CNN BREAKING NEWS
U.N. Advance Team Lands
Aired November 18, 2002 - 06:02 ET
THIS IS A RUSH TRANSCRIPT. THIS COPY MAY NOT BE IN ITS FINAL FORM AND MAY BE UPDATED.
CAROL COSTELLO, CNN ANCHOR: Within the past 30 minutes, a C-130 plane, carrying an advance team, arrived at Baghdad's airport. Baghdad's airport is called Saddam International.
Hans Blix, head of the U.N. commission, and Mohamad Elbaradei, director of the International Atomic Energy Agency, are in this group; so are about 25 workers. Now, they'll put up offices, get labs and computers up, and repair vehicles.
A small group of inspectors is expected to begin work in November 27, with teams at full strength by the end of the year.

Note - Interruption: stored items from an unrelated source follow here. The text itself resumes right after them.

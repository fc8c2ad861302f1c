//! Triangle meshes against spheres and planes.

use rigid_shapes::{Plane, Trimesh};
use rigid_types::math::Vec3;
use rigid_types::Aabb;
use smallvec::SmallVec;

use super::{PairContext, Posed};

/// Closest points closer than this are the same contact; shared edges and
/// vertices would otherwise report one point per adjacent triangle.
const MERGE_DISTANCE: f64 = 1e-9;

/// Closest point to `p` on the triangle `(a, b, c)`, by Voronoi region.
pub(crate) fn closest_point_on_triangle(p: &Vec3, a: &Vec3, b: &Vec3, c: &Vec3) -> Vec3 {
    let ab = b - a;
    let ac = c - a;
    let ap = p - a;
    let d1 = ab.dot(&ap);
    let d2 = ac.dot(&ap);
    if d1 <= 0.0 && d2 <= 0.0 {
        return *a;
    }

    let bp = p - b;
    let d3 = ab.dot(&bp);
    let d4 = ac.dot(&bp);
    if d3 >= 0.0 && d4 <= d3 {
        return *b;
    }

    let vc = d1 * d4 - d3 * d2;
    if vc <= 0.0 && d1 >= 0.0 && d3 <= 0.0 {
        return a + ab * (d1 / (d1 - d3));
    }

    let cp = p - c;
    let d5 = ab.dot(&cp);
    let d6 = ac.dot(&cp);
    if d6 >= 0.0 && d5 <= d6 {
        return *c;
    }

    let vb = d5 * d2 - d1 * d6;
    if vb <= 0.0 && d2 >= 0.0 && d6 <= 0.0 {
        return a + ac * (d2 / (d2 - d6));
    }

    let va = d3 * d6 - d5 * d4;
    if va <= 0.0 && (d4 - d3) >= 0.0 && (d5 - d6) >= 0.0 {
        return b + (c - b) * ((d4 - d3) / ((d4 - d3) + (d5 - d6)));
    }

    let denom = 1.0 / (va + vb + vc);
    a + ab * (vb * denom) + ac * (vc * denom)
}

pub(crate) fn sphere_trimesh(
    c: &mut PairContext<'_>,
    sphere: &Posed<'_>,
    radius: f64,
    mesh_side: &Posed<'_>,
    mesh: &Trimesh,
) -> bool {
    let q = mesh_side.quaternion;
    let local = q.inverse_transform_vector(&(sphere.position - mesh_side.position));

    let mut candidates = std::mem::take(c.triangles);
    candidates.clear();
    mesh.triangles_in_aabb(&Aabb::from_center(local, Vec3::repeat(radius)), &mut candidates);
    candidates.sort_unstable();
    candidates.dedup();

    let mut seen: SmallVec<[Vec3; 8]> = SmallVec::new();
    let mut hit = false;
    for &t in &candidates {
        let [v0, v1, v2] = mesh.triangle_vertices(t);
        let closest = closest_point_on_triangle(&local, &v0, &v1, &v2);
        let diff = local - closest;
        if diff.norm_squared() >= radius * radius {
            continue;
        }
        if seen
            .iter()
            .any(|p| (p - closest).norm_squared() < MERGE_DISTANCE * MERGE_DISTANCE)
        {
            continue;
        }
        hit = true;
        if c.test_only {
            break;
        }
        seen.push(closest);

        let local_normal = diff
            .try_normalize(f64::EPSILON)
            .unwrap_or(*mesh.normal(t));
        let ni = -(q * local_normal);
        c.contact(
            sphere,
            mesh_side,
            &ni,
            &(sphere.position + ni * radius),
            &(mesh_side.position + q * closest),
        );
    }

    *c.triangles = candidates;
    hit
}

/// One contact per mesh vertex at or behind the plane.
pub(crate) fn plane_trimesh(
    c: &mut PairContext<'_>,
    plane: &Posed<'_>,
    mesh_side: &Posed<'_>,
    mesh: &Trimesh,
) -> bool {
    let n = Plane::world_normal(&plane.quaternion);
    let mut hit = false;
    for i in 0..mesh.vertex_count() {
        let world = mesh.world_vertex(i, &mesh_side.position, &mesh_side.quaternion);
        let depth = n.dot(&(world - plane.position));
        if depth > 0.0 {
            continue;
        }
        if c.test_only {
            return true;
        }
        hit = true;
        c.contact(plane, mesh_side, &n, &(world - n * depth), &world);
    }
    hit
}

For more on the inspectors, we want to go live right now to CNN's Nic Robertson, who is in Baghdad.
Good morning -- Nic.
NIC ROBERTSON, CNN SENIOR INTERNATIONAL CORRESPONDENT: Good morning, Carol.
Well, it brings to the end an almost four-year absence of U.N. inspectors here -- 3 years, 11 months and 2 days since the last inspectors left Iraq.
Now, at the airport -- at the airport waiting to meet Hans Blix and Mohamed Elbaradei was a small group of Iraqi officials there; among them and perhaps leading that group -- not clear at this stage -- Major General Hasam Amin. He is the head of the Iraqi National Monitoring Directorate, and that is the body that Hans Blix and his teams will liaise with. He is the person -- General Hasam Amin is the person the Iraqis has nominated to be the interlocutor with the U.N. inspection teams. He was the interlocutor with the 1990s inspection teams as well.
Now, when he arrived, Hans Blix did speak briefly to journalists. He said that this was a time perhaps when an opportunity where good cooperation could be forged between the U.N. inspectors and Iraqis.
(BEGIN VIDEO CLIP)
HANS BLIX, U.N. WEAPONS INSPECTOR: I'm sure, first of all, that my friend, Mohamed Elbaradei, has said all of the things that I want to say, although I didn't understand it.
Second, let me tell you that we have come here for one single reason, and that is because the world wants to have assurances that there are no weapons of mass destruction in Iraq. The situation is tense at the moment, but there is a new opportunity, and we are here to provide an inspection which is credible, an inspection that's credible is the only thing that is in the interest of Iraq and in the interest of the world. And we will try to do so.
QUESTION: Mr. Blix, you said that Iraq may face heavy consequences. Is that a very early statement to be (UNINTELLIGIBLE) before you start your...
BLIX: As I said, the situation at the moment is tense, but what we are coming with offers an opportunity. And we hope that we can all take that opportunity together.
QUESTION: Can we ask you about your level of optimism?
BLIX: Well, we are here to do a job, and we will do that professionally and I hope competently.
(END VIDEO CLIP)
ROBERTSON: Indeed, that is exactly what the Iraqi newspapers have been calling on the inspection teams to do when they get here -- to write independently, honestly and with integrity.
The newspapers here and the editorials are today pointing out for their readers that the last inspection team, according to Iraqi officials, had spies amongst its members; that those people informed their governments, indeed accusing some of the U.S. inspectors of informing the United States government before and informing the United Nations of what they found out on the ground.
So, Iraqi newspapers while saying, throw open the doors to these teams, let's judge them how they'll be, reminding their readers of the problems that Iraq perceived in the past -- Carol.
COSTELLO: All right, Nic Robertson reporting live from Baghdad.